Proteínas usadas por vírus para infectar praga de lavouras de soja
Quase dez anos após o sequenciamento do genoma de um vírus que causa doenças em insetos, um grupo de pesquisadores identificou as proteínas produzidas por esse microrganismo, o Anticarsia gemmatalis múltiplo nucleopoliedrovírus (AgMNPV), em suas duas formas — ou fenótipos — assumidas durante o ciclo viral. A identificação dessas proteínas pode ajudar a complementar o entendimento que os pesquisadores tinham do vírus, pois revela quais dos seus genes estão realmente ativos. Além disso, entender os mecanismos pelos quais essas proteínas interagem com o organismo dos insetos infectados poderá auxiliar pesquisadores a desenvolver novas estratégias para o controle biológico da principal praga das culturas de soja no Brasil, a lagarta-da-soja, cujo nome científico, Anticarsia gemmatalis, é usado para denominar o vírus.
A capacidade de formar dois tipos de estruturas é rara e típica dessa família de vírus, os baculovírus. A primeira estrutura é responsável por manter o vírus no ambiente tempo suficiente para que seja ingerido pela lagarta. A partir daí, ele se desloca para o intestino do inseto e, dentro das células dessa região, produz a segunda forma capaz de infectar todos os tecidos do bicho. Essas características o tornam mais eficaz que outros vírus no ataque à lagarta-da-soja, de modo que, há anos, o AgMNPV tem sido usado em lavouras como um agente de controle biológico específico contra ela.
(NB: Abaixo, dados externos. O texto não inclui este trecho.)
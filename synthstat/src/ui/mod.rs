pub mod output_format;
pub mod theme;
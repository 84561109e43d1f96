//! Envelope opening by trial decryption.
//!
//! A viewer does not know which slot is theirs, so [`resolve_slot`] tries the
//! viewer's unwrap key against every slot position up to `max`. The scan
//! always runs to the end of the reachable positions, even after a slot
//! opens, so the amount of work does not depend on where the viewer's slot
//! sits. The first slot that opens wins.
//!
//! Every failure (not a recipient, `max` mismatch, corrupted or truncated
//! envelope) returns `None`.

use subtle::{Choice, ConditionallySelectable};
use tracing::trace;
use zeroize::{Zeroize, Zeroizing};

use crate::core::capacity::Capacity;
use crate::core::layout::{
    body_offset, slot_range, EPHEMERAL_PK_SIZE, HEADER_SIZE, KEY_SIZE, MIN_ENVELOPE_SIZE,
    NONCE_SIZE, SLOT_PLAINTEXT_SIZE,
};
use crate::core::suite::Suite;
use crate::core::types::{GroupKey, KeyMaterial, SecretKey, SlotKey};

/// Decrypts an envelope with an X25519 secret key.
///
/// Returns `None` if the key does not open any slot or the envelope fails
/// authentication.
pub fn decrypt<S: Suite>(envelope: &[u8], secret_key: &SecretKey, capacity: Capacity) -> Option<Vec<u8>> {
    let slot_key = resolve_slot::<S>(envelope, KeyMaterial::Secret(secret_key), capacity)?;
    unseal_body::<S>(envelope, &slot_key)
}

/// Decrypts an envelope with a pre-shared group key.
///
/// Returns `None` if the key does not open any slot or the envelope fails
/// authentication.
pub fn decrypt_symmetric<S: Suite>(
    envelope: &[u8],
    group_key: &GroupKey,
    capacity: Capacity,
) -> Option<Vec<u8>> {
    let slot_key = resolve_slot::<S>(envelope, KeyMaterial::Group(group_key), capacity)?;
    unseal_body::<S>(envelope, &slot_key)
}

/// Finds the slot `key` opens and returns its `(count, session_key)`.
///
/// This is a membership test that never touches the body. A resolved slot
/// whose count exceeds `capacity`, or whose position is not below its own
/// count, is rejected: an honest builder never produces either.
///
/// # Example
///
/// ```rust
/// use multibox::{encrypt_mixed, resolve_slot, unseal_body, Capacity, GroupKey, KeyMaterial, Salsa};
///
/// let group = GroupKey::generate()?;
/// let envelope = encrypt_mixed::<Salsa>(b"minutes", &[], &[group.clone()], Capacity::DEFAULT)?;
///
/// let slot_key = resolve_slot::<Salsa>(&envelope, KeyMaterial::Group(&group), Capacity::DEFAULT);
/// assert_eq!(slot_key.as_ref().map(|k| k.count()), Some(1));
///
/// let body = slot_key.and_then(|k| unseal_body::<Salsa>(&envelope, &k));
/// assert_eq!(body.as_deref(), Some(&b"minutes"[..]));
/// # Ok::<(), multibox::MultiboxError>(())
/// ```
pub fn resolve_slot<S: Suite>(
    envelope: &[u8],
    key: KeyMaterial<'_>,
    capacity: Capacity,
) -> Option<SlotKey> {
    let resolved = parse_header(envelope).and_then(|(nonce, ephemeral_pk)| {
        let unwrap_key = derive_unwrap_key(key, &ephemeral_pk)?;
        scan_slots(envelope, capacity, |slot| S::open(&unwrap_key, &nonce, slot))
    });

    if resolved.is_none() {
        trace!(suite = S::NAME, "no slot resolved");
    }

    resolved
}

/// Decrypts the body of an envelope with an already resolved slot.
///
/// Returns `None` if the body fails authentication.
pub fn unseal_body<S: Suite>(envelope: &[u8], slot_key: &SlotKey) -> Option<Vec<u8>> {
    let (nonce, _) = parse_header(envelope)?;
    let body = envelope.get(body_offset(usize::from(slot_key.count()))..)?;
    S::open(slot_key.session_key(), &nonce, body)
}

fn parse_header(envelope: &[u8]) -> Option<([u8; NONCE_SIZE], [u8; EPHEMERAL_PK_SIZE])> {
    if envelope.len() < MIN_ENVELOPE_SIZE {
        return None;
    }
    let nonce = envelope.get(..NONCE_SIZE)?.try_into().ok()?;
    let ephemeral_pk = envelope.get(NONCE_SIZE..HEADER_SIZE)?.try_into().ok()?;
    Some((nonce, ephemeral_pk))
}

/// Derives the key that unwraps this viewer's slot.
fn derive_unwrap_key(
    key: KeyMaterial<'_>,
    ephemeral_pk: &[u8; EPHEMERAL_PK_SIZE],
) -> Option<Zeroizing<[u8; KEY_SIZE]>> {
    match key {
        KeyMaterial::Secret(secret_key) => {
            let ephemeral_public = x25519_dalek::PublicKey::from(*ephemeral_pk);
            let shared_secret = secret_key.to_x25519().diffie_hellman(&ephemeral_public);
            // An all-zero shared secret means a low-order ephemeral key.
            shared_secret
                .was_contributory()
                .then(|| Zeroizing::new(*shared_secret.as_bytes()))
        }
        KeyMaterial::Group(group_key) => Some(Zeroizing::new(*group_key.as_bytes())),
    }
}

/// Probes every slot position in `0..=max` that fits before the body tag.
///
/// `probe` returns the opened slot plaintext, if any. The first success is
/// kept with constant-time selection and later successes are ignored.
fn scan_slots<F>(envelope: &[u8], capacity: Capacity, mut probe: F) -> Option<SlotKey>
where
    F: FnMut(&[u8]) -> Option<Vec<u8>>,
{
    let mut found = Choice::from(0);
    let mut index = 0u8;
    let mut plaintext = Zeroizing::new([0u8; SLOT_PLAINTEXT_SIZE]);

    for i in 0..=capacity.get() {
        let Some(range) = slot_range(usize::from(i), envelope.len()) else {
            break;
        };

        let mut candidate = Zeroizing::new([0u8; SLOT_PLAINTEXT_SIZE]);
        let mut opened = Choice::from(0);
        if let Some(mut bytes) = probe(&envelope[range]) {
            if bytes.len() == SLOT_PLAINTEXT_SIZE {
                candidate.copy_from_slice(&bytes);
                opened = Choice::from(1);
            }
            bytes.zeroize();
        }

        let take = opened & !found;
        for (dst, src) in plaintext.iter_mut().zip(candidate.iter()) {
            dst.conditional_assign(src, take);
        }
        index.conditional_assign(&i, take);
        found |= opened;
    }

    if !bool::from(found) {
        return None;
    }

    let slot_key = SlotKey::from_plaintext(&plaintext);
    if slot_key.count() > capacity.get() || index >= slot_key.count() {
        return None;
    }
    Some(slot_key)
}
Por meio de diferentes tecnologias de espectrometria de massa, disponíveis no Laboratório Nacional de Biociências (LNBio), em Campinas, São Paulo, o grupo, que inclui pesquisadores do Instituto de Ciências Biomédicas da Universidade de São Paulo (USP), do Departamento de Biologia Celular da Universidade de Brasília e do Laboratório de Virologia de Insetos da Universidade da Flórida, nos Estados Unidos, pôde identificar proteínas já conhecidas e também outras 13 proteínas inéditas, todas produzidas pelo vírus nas duas estruturas.
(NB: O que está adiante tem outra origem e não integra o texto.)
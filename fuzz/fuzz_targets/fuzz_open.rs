#![no_main]

use libfuzzer_sys::fuzz_target;
use multibox::{
    decrypt, decrypt_symmetric, resolve_slot, Capacity, ChaCha, GroupKey, KeyMaterial, Salsa,
    SecretKey,
};

// Fixed keys: the scan must stay in bounds and must never panic.
const SECRET: [u8; 32] = [0x42; 32];
const GROUP: [u8; 32] = [0x24; 32];

fuzz_target!(|data: &[u8]| {
    let secret = SecretKey::new(SECRET);
    let group = GroupKey::new(GROUP);

    // First byte picks the limit, the rest is the envelope.
    let Some((&max, envelope)) = data.split_first() else {
        return;
    };
    let Ok(capacity) = Capacity::new(i64::from(max)) else {
        return;
    };

    let _ = decrypt::<Salsa>(envelope, &secret, capacity);
    let _ = decrypt_symmetric::<Salsa>(envelope, &group, capacity);
    let _ = decrypt::<ChaCha>(envelope, &secret, capacity);
    let _ = resolve_slot::<ChaCha>(envelope, KeyMaterial::Group(&group), capacity);
});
Cada proteína tem um papel específico, auxiliando o AgMNPV em cada etapa do processo de infecção. Segundo a bióloga Carla Torres Braconi, autora principal do estudo, cujos resultados foram publicados na edição de janeiro da revista Journal of General Virology, algumas das proteínas identificadas interferem na resposta celular da lagarta diante da infecção. Outras estão ligadas ao processo de metamorfose do inseto. “Essas proteínas forçam a lagarta a continuar no estágio de alimentação, impedindo-a de formar casulo e se transformar em borboleta”, conta. “Com isso, a lagarta acaba se expondo mais a predadores, como pássaros e insetos maiores”, explica Carla, que foi bolsista de doutorado da FAPESP sob orientação do virologista Paolo Zanotto, da USP.
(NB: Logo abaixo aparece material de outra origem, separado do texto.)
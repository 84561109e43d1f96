//! Secure random source.

use rand_core::{OsRng, TryRngCore};
use x25519_dalek::{PublicKey, StaticSecret};
use zeroize::Zeroize;

use crate::core::error::{MultiboxError, MultiboxResult};

/// Returns `N` bytes from the operating system's CSPRNG.
pub(crate) fn random_bytes<const N: usize>() -> MultiboxResult<[u8; N]> {
    let mut bytes = [0u8; N];
    OsRng
        .try_fill_bytes(&mut bytes)
        .map_err(|_| MultiboxError::CryptoError)?;
    Ok(bytes)
}

/// Generates an X25519 keypair.
pub(crate) fn generate_x25519() -> MultiboxResult<(StaticSecret, PublicKey)> {
    let mut secret_bytes = random_bytes::<32>()?;
    let secret = StaticSecret::from(secret_bytes);
    let public = PublicKey::from(&secret);

    secret_bytes.zeroize();

    Ok((secret, public))
}
//! Envelope byte layout.
//!
//! Every field of an envelope has a fixed width:
//!
//! ```text
//! nonce (24) || ephemeral_pk (32) || slot[0] (49) || ... || slot[k-1] (49) || body (len + 16)
//! ```
//!
//! A slot is the AEAD-sealed form of `count (1) || session_key (32)`. The
//! format carries no version tag and no recipient count in the clear.

/// Size of the nonce shared by every slot and the body.
pub const NONCE_SIZE: usize = 24;

/// Size of the one-time X25519 public key.
pub const EPHEMERAL_PK_SIZE: usize = 32;

/// Size of every symmetric key (session keys, group keys, shared secrets).
pub const KEY_SIZE: usize = 32;

/// Size of the AEAD authentication tag.
pub const TAG_SIZE: usize = 16;

/// Size of a slot before sealing: one count byte followed by the session key.
pub const SLOT_PLAINTEXT_SIZE: usize = 1 + KEY_SIZE;

/// Size of a sealed slot.
pub const SLOT_SIZE: usize = SLOT_PLAINTEXT_SIZE + TAG_SIZE;

/// Offset of the first slot.
pub const HEADER_SIZE: usize = NONCE_SIZE + EPHEMERAL_PK_SIZE;

/// Smallest well-formed envelope: no slots and an empty message.
pub const MIN_ENVELOPE_SIZE: usize = HEADER_SIZE + TAG_SIZE;

/// Returns the offset of slot `index`.
#[must_use]
pub const fn slot_offset(index: usize) -> usize {
    HEADER_SIZE + index * SLOT_SIZE
}

/// Returns the offset of the body in an envelope with `count` slots.
#[must_use]
pub const fn body_offset(count: usize) -> usize {
    slot_offset(count)
}

/// Returns the total envelope length for `recipients` slots and a message of
/// `message_len` bytes.
#[must_use]
pub const fn envelope_len(recipients: usize, message_len: usize) -> usize {
    body_offset(recipients) + message_len + TAG_SIZE
}

/// Returns the byte range of slot `index`, or `None` if a full slot would
/// reach into the trailing body tag of an envelope of `envelope_len` bytes.
pub(crate) fn slot_range(index: usize, envelope_len: usize) -> Option<core::ops::Range<usize>> {
    let start = slot_offset(index);
    let end = start.checked_add(SLOT_SIZE)?;
    let limit = envelope_len.checked_sub(TAG_SIZE)?;
    (end <= limit).then_some(start..end)
}

#[cfg(test)]
mod tests {
    use super::*;

    #[test]
    fn test_sizes() {
        assert_eq!(SLOT_PLAINTEXT_SIZE, 33);
        assert_eq!(SLOT_SIZE, 49);
        assert_eq!(HEADER_SIZE, 56);
        assert_eq!(MIN_ENVELOPE_SIZE, 72);
    }

    #[test]
    fn test_slot_offsets() {
        assert_eq!(slot_offset(0), 56);
        assert_eq!(slot_offset(1), 105);
        assert_eq!(slot_offset(7), 56 + 7 * 49);
        assert_eq!(body_offset(2), 154);
    }

    #[test]
    fn test_envelope_len() {
        // "hello there!" to two recipients
        assert_eq!(envelope_len(2, 12), 182);
        assert_eq!(envelope_len(0, 0), MIN_ENVELOPE_SIZE);
        assert_eq!(envelope_len(255, 1024), 24 + 32 + 49 * 255 + 1024 + 16);
    }

    #[test]
    fn test_slot_range_bounds() {
        // One slot and an empty body: slot 0 fits exactly, slot 1 does not.
        let len = envelope_len(1, 0);
        assert_eq!(slot_range(0, len), Some(56..105));
        assert_eq!(slot_range(1, len), None);
    }

    #[test]
    fn test_slot_range_short_envelope() {
        assert_eq!(slot_range(0, 0), None);
        assert_eq!(slot_range(0, TAG_SIZE - 1), None);
        assert_eq!(slot_range(0, MIN_ENVELOPE_SIZE), None);
    }

    #[test]
    fn test_slot_range_reaches_into_body() {
        // A long body lets indices past the real slot count stay in bounds;
        // those probes simply fail to authenticate.
        let len = envelope_len(1, 200);
        assert!(slot_range(3, len).is_some());
        assert!(slot_range(5, len).is_none());
    }
}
Algumas proteínas desempenham um papel ainda mais estratégico. As chamadas antiapoptóticas anulam o mecanismo de morte programada das células infectadas. “Ao penetrar o organismo da lagarta, o baculovírus se instala nas células, que automaticamente acionam esse mecanismo de autodestruição”, explica a pesquisadora. “Mas o vírus carrega proteínas que desativam esse sistema.” A partir de então, ele pode se replicar livremente, completando seu ciclo viral. Essa infecção chega a tal ponto que qualquer atrito externo sobre a lagarta— como o impacto das gotas da chuva, por exemplo — é capaz de romper sua cutícula, a armadura que a envolve. A hospedeira, então, morre e o vírus volta a ser liberado no ar, onde permanece até ser ingerido por outra lagarta, repetindo o ciclo.